* EXERCISE INSTRUCTIONS *
Collect the lines of the entries where "unwrap" shows up.

DATASET EXTRACT: Begin

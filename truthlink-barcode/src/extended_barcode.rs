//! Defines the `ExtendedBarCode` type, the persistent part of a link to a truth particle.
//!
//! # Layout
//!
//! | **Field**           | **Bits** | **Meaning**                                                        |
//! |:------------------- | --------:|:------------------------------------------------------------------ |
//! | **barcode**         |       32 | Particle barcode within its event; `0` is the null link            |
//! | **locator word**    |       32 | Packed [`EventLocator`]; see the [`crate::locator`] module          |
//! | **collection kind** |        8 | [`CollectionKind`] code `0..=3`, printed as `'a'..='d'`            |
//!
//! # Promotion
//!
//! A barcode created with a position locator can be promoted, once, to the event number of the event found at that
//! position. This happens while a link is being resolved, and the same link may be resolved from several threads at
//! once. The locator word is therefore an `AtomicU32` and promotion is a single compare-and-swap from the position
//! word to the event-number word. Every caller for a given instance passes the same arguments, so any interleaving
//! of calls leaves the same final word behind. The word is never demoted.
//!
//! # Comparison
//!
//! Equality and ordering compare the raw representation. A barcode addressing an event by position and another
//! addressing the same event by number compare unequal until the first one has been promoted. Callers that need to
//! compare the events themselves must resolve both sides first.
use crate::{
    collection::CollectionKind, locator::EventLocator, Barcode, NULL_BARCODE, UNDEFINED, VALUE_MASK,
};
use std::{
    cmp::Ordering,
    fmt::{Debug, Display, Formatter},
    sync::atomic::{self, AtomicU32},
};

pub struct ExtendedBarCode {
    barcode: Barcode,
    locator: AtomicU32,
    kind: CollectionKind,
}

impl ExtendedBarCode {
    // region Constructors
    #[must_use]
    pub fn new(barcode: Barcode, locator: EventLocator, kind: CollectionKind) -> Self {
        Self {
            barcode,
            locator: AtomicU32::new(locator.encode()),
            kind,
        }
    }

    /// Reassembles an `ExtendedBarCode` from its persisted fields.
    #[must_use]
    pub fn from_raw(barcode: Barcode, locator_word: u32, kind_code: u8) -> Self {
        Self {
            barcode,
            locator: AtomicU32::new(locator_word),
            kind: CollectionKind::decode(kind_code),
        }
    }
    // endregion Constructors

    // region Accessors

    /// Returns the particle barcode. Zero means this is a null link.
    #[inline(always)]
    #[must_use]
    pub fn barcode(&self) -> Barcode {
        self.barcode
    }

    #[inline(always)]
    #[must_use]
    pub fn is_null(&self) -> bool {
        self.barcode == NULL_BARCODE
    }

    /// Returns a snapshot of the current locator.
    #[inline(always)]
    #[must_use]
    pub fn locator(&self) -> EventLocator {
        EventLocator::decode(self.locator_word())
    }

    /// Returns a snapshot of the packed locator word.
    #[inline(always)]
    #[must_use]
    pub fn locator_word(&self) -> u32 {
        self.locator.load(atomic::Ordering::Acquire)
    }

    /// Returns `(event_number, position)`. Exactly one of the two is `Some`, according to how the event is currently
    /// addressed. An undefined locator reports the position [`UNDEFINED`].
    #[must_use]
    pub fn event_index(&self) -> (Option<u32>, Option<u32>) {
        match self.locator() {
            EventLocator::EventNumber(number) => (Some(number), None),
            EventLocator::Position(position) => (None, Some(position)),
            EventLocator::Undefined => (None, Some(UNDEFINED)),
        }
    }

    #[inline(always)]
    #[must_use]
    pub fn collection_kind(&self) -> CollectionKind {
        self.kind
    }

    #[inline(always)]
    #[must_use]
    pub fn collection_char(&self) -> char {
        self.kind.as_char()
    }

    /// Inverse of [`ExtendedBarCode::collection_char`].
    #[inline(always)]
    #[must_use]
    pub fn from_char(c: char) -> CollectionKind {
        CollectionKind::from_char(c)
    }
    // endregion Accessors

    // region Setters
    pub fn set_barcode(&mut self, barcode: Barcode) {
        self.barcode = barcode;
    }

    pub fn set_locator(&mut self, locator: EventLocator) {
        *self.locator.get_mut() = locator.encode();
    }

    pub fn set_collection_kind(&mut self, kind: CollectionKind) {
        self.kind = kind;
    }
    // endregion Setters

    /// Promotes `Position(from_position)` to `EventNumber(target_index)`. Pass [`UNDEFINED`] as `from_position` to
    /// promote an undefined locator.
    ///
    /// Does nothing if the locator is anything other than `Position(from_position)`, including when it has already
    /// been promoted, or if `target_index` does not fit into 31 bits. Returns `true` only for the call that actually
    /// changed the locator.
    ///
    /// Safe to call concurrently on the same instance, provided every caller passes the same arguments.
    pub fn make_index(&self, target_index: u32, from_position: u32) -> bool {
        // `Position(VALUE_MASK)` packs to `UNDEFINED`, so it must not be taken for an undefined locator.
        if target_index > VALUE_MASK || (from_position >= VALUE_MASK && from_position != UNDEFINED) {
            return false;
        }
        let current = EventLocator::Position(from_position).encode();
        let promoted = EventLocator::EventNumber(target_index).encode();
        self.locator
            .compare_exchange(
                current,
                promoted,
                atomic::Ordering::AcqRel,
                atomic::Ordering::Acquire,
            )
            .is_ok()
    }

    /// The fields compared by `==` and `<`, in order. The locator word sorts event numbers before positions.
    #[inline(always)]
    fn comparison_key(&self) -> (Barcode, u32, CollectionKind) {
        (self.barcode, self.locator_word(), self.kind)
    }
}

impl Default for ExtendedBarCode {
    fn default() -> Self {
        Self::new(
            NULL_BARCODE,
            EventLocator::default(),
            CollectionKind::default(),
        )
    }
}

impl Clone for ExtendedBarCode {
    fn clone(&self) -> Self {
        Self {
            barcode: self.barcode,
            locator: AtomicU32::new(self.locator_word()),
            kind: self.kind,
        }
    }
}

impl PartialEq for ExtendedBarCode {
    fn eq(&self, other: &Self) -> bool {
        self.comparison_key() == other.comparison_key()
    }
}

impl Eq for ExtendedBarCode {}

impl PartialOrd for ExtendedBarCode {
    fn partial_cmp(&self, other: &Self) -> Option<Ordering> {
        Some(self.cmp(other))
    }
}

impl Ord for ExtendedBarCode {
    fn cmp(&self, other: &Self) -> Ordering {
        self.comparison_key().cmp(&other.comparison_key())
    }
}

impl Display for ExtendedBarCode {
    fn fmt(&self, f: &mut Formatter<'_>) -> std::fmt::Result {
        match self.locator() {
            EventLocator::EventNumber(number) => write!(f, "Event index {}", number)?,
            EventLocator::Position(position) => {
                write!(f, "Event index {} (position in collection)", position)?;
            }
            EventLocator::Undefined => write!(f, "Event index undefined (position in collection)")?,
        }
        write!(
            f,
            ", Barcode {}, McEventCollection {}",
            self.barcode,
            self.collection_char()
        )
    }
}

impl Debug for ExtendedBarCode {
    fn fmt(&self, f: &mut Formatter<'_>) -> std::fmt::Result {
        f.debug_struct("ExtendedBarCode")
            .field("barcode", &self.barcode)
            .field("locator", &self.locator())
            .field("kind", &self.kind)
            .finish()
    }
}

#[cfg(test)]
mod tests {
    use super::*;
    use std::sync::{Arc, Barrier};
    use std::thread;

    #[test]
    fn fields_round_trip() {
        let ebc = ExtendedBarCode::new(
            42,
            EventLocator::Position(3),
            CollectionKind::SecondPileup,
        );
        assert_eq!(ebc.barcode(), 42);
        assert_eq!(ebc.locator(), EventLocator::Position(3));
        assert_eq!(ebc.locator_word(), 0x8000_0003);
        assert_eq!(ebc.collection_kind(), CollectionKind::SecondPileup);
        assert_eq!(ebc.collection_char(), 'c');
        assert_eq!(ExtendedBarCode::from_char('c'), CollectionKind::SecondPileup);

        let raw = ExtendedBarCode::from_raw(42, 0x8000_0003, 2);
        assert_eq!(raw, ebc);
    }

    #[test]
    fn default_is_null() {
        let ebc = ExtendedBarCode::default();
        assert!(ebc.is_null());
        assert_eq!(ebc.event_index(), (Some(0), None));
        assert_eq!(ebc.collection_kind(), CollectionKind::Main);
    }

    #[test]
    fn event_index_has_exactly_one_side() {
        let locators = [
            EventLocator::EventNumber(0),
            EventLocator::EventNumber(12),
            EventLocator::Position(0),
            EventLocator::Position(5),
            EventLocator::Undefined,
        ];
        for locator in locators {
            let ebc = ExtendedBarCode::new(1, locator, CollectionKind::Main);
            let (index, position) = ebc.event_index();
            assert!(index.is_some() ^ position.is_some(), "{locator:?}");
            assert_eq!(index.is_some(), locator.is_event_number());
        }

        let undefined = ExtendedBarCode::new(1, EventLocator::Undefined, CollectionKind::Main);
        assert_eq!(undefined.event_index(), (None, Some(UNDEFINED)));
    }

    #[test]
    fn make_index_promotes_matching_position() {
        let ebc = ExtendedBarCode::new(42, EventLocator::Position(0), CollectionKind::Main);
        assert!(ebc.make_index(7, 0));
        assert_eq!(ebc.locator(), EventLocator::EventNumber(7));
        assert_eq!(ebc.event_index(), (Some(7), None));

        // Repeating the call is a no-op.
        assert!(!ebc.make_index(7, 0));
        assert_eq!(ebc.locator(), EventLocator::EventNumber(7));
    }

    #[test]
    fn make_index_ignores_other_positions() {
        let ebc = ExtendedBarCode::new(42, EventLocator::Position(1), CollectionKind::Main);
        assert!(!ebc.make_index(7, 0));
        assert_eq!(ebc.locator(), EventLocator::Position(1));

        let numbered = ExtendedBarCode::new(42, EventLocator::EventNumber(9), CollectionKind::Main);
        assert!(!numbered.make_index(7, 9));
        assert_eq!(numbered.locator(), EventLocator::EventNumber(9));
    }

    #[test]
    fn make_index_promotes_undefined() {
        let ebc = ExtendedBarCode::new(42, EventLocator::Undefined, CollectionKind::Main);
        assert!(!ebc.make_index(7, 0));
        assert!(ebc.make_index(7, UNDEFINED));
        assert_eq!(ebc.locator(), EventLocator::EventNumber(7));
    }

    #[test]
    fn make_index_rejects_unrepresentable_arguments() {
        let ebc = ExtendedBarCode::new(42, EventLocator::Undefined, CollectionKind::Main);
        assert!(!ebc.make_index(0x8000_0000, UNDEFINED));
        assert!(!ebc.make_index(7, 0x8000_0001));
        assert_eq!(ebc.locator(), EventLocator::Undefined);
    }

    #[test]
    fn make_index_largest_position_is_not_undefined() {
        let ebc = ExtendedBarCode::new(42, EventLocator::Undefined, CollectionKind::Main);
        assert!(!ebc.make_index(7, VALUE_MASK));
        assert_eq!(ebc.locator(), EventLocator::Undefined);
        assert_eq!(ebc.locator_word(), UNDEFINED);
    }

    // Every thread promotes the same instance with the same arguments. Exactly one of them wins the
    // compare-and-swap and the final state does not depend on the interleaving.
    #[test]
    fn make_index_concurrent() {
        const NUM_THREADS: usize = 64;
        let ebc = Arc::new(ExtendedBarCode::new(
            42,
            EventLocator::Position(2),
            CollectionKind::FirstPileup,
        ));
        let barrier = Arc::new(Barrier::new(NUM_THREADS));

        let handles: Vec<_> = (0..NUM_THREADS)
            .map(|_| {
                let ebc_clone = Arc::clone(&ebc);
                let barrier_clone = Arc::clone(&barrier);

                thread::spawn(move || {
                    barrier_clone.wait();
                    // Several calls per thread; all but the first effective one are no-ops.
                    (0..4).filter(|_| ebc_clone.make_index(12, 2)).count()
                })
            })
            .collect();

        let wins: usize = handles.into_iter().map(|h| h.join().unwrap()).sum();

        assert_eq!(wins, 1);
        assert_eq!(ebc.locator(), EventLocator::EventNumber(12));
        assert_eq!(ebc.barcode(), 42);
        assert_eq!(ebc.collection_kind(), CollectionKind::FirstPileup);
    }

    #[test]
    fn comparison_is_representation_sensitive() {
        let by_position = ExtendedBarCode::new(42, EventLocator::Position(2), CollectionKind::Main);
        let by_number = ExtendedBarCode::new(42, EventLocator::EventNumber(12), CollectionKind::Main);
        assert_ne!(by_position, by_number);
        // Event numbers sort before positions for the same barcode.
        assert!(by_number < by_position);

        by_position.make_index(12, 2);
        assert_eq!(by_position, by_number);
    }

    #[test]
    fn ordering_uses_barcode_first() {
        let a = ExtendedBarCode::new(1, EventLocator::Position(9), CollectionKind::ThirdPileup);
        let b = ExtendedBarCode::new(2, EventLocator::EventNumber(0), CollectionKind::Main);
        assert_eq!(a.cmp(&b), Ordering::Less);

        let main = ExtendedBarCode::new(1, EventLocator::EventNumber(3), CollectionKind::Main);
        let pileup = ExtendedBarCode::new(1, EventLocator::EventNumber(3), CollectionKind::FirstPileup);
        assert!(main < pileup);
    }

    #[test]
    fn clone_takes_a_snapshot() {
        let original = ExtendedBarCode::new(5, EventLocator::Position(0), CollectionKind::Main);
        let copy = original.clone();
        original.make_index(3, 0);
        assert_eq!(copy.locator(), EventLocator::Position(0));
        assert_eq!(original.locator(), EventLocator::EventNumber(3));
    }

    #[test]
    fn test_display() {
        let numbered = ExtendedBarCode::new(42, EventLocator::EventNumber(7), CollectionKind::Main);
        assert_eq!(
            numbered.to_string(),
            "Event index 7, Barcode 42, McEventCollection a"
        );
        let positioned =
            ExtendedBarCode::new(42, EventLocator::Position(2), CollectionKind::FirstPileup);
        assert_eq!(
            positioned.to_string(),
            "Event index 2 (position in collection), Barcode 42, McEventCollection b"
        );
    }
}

DATASET EXTRACT: End
DATASET EXTRACT: Begin

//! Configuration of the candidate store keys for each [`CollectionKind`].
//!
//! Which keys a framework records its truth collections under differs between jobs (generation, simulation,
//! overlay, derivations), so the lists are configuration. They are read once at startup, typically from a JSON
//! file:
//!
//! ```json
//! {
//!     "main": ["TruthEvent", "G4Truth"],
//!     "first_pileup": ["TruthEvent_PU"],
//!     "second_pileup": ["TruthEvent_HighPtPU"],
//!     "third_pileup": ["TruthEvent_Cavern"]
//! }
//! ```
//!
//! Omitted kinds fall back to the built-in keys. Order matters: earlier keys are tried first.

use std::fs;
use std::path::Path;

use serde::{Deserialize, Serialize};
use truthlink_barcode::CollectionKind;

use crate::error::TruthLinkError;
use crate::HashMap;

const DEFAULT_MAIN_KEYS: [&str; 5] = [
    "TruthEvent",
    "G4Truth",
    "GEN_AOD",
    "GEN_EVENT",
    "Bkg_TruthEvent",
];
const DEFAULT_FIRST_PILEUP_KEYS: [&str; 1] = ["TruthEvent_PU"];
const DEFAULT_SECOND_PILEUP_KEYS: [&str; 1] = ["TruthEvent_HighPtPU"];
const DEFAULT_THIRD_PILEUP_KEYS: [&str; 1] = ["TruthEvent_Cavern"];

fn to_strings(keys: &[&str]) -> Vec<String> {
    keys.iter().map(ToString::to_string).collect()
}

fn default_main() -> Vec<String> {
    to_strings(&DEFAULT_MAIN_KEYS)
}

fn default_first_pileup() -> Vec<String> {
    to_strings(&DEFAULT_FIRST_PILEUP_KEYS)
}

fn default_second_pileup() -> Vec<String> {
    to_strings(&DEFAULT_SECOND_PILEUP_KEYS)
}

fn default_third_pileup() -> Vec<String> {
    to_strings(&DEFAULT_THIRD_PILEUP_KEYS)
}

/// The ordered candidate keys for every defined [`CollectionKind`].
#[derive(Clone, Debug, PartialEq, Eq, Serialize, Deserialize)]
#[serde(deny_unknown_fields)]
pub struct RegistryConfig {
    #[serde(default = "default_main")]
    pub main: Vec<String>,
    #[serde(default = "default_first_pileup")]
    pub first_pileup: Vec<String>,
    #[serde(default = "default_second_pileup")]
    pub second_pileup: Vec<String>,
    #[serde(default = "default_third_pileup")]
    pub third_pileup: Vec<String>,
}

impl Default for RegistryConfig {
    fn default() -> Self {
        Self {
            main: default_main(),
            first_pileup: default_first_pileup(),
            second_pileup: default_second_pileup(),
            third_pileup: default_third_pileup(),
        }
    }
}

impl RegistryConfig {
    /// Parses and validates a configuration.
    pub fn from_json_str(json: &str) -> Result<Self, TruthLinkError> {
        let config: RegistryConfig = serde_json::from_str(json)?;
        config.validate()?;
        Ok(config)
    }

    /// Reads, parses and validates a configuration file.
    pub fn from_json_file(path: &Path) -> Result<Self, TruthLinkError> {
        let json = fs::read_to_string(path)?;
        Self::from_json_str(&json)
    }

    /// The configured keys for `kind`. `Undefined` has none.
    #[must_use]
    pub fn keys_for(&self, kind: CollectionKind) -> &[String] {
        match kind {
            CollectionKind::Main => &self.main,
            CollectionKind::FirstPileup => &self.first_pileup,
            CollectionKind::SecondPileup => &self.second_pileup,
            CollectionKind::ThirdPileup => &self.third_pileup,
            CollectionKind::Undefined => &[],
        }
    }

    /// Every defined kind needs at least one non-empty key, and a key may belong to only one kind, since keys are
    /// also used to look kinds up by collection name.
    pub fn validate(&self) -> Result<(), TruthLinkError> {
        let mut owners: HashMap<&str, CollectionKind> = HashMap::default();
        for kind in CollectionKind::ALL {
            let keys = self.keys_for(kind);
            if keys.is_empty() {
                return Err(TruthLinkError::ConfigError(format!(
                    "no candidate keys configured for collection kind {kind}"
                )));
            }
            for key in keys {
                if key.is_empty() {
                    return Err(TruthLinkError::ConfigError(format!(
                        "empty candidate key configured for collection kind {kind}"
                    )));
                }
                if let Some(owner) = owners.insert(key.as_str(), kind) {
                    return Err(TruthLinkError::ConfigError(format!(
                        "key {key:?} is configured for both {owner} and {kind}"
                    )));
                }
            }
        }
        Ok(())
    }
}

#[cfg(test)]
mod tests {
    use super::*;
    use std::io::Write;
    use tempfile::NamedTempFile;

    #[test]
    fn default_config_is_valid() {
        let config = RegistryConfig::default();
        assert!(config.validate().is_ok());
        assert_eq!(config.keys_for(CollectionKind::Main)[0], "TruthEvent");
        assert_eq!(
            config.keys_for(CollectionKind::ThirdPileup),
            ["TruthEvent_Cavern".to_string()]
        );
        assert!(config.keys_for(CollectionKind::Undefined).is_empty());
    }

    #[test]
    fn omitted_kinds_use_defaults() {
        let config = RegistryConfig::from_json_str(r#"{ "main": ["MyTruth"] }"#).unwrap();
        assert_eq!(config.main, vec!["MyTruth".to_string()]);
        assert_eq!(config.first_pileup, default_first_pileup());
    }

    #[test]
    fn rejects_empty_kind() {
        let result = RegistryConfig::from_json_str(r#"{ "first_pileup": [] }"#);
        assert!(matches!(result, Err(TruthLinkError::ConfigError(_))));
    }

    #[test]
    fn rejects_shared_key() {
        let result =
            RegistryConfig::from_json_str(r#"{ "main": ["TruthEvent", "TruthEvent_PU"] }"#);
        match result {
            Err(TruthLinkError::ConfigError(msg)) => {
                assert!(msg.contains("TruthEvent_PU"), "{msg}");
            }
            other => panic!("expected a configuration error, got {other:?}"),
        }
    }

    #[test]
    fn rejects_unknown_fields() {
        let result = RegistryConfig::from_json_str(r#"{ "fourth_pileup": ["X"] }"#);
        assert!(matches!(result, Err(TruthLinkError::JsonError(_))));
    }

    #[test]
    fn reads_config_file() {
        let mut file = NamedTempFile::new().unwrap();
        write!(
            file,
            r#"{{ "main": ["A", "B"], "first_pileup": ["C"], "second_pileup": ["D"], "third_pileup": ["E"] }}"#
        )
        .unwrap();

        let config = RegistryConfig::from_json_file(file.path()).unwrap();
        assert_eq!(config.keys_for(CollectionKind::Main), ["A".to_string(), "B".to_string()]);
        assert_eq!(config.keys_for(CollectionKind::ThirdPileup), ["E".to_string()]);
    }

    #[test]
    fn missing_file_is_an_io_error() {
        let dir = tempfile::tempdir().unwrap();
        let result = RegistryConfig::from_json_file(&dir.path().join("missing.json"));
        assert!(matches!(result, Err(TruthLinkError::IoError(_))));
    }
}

DATASET EXTRACT: End
DATASET EXTRACT: Begin

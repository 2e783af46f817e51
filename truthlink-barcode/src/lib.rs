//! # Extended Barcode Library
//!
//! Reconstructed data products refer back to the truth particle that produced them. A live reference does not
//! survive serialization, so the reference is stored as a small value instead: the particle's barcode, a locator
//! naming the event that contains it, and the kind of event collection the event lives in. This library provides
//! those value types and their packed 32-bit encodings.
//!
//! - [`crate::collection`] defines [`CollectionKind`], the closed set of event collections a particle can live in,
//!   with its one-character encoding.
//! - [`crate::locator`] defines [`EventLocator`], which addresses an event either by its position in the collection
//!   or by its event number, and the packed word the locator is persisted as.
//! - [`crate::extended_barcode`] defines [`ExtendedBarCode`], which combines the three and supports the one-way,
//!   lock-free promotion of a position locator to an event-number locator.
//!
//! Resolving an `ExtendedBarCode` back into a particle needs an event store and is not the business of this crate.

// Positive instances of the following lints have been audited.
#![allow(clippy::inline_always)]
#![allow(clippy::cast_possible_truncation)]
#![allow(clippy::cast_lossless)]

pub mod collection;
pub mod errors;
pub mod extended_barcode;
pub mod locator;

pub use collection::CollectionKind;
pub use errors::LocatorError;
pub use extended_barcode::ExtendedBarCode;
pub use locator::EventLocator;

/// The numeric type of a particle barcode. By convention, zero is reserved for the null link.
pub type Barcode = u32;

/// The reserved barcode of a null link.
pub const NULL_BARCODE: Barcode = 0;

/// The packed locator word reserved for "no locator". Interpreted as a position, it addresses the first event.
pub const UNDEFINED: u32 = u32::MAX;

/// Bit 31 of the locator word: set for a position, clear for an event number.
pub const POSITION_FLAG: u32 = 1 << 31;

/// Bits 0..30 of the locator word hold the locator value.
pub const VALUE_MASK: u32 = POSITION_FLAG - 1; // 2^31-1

DATASET EXTRACT: End

* OUTPUT BELOW *
        let wins: usize = handles.into_iter().map(|h| h.join().unwrap()).sum();
        let config = RegistryConfig::from_json_str(r#"{ "main": ["MyTruth"] }"#).unwrap();
        let mut file = NamedTempFile::new().unwrap();
        .unwrap();
        let config = RegistryConfig::from_json_file(file.path()).unwrap();
        let dir = tempfile::tempdir().unwrap();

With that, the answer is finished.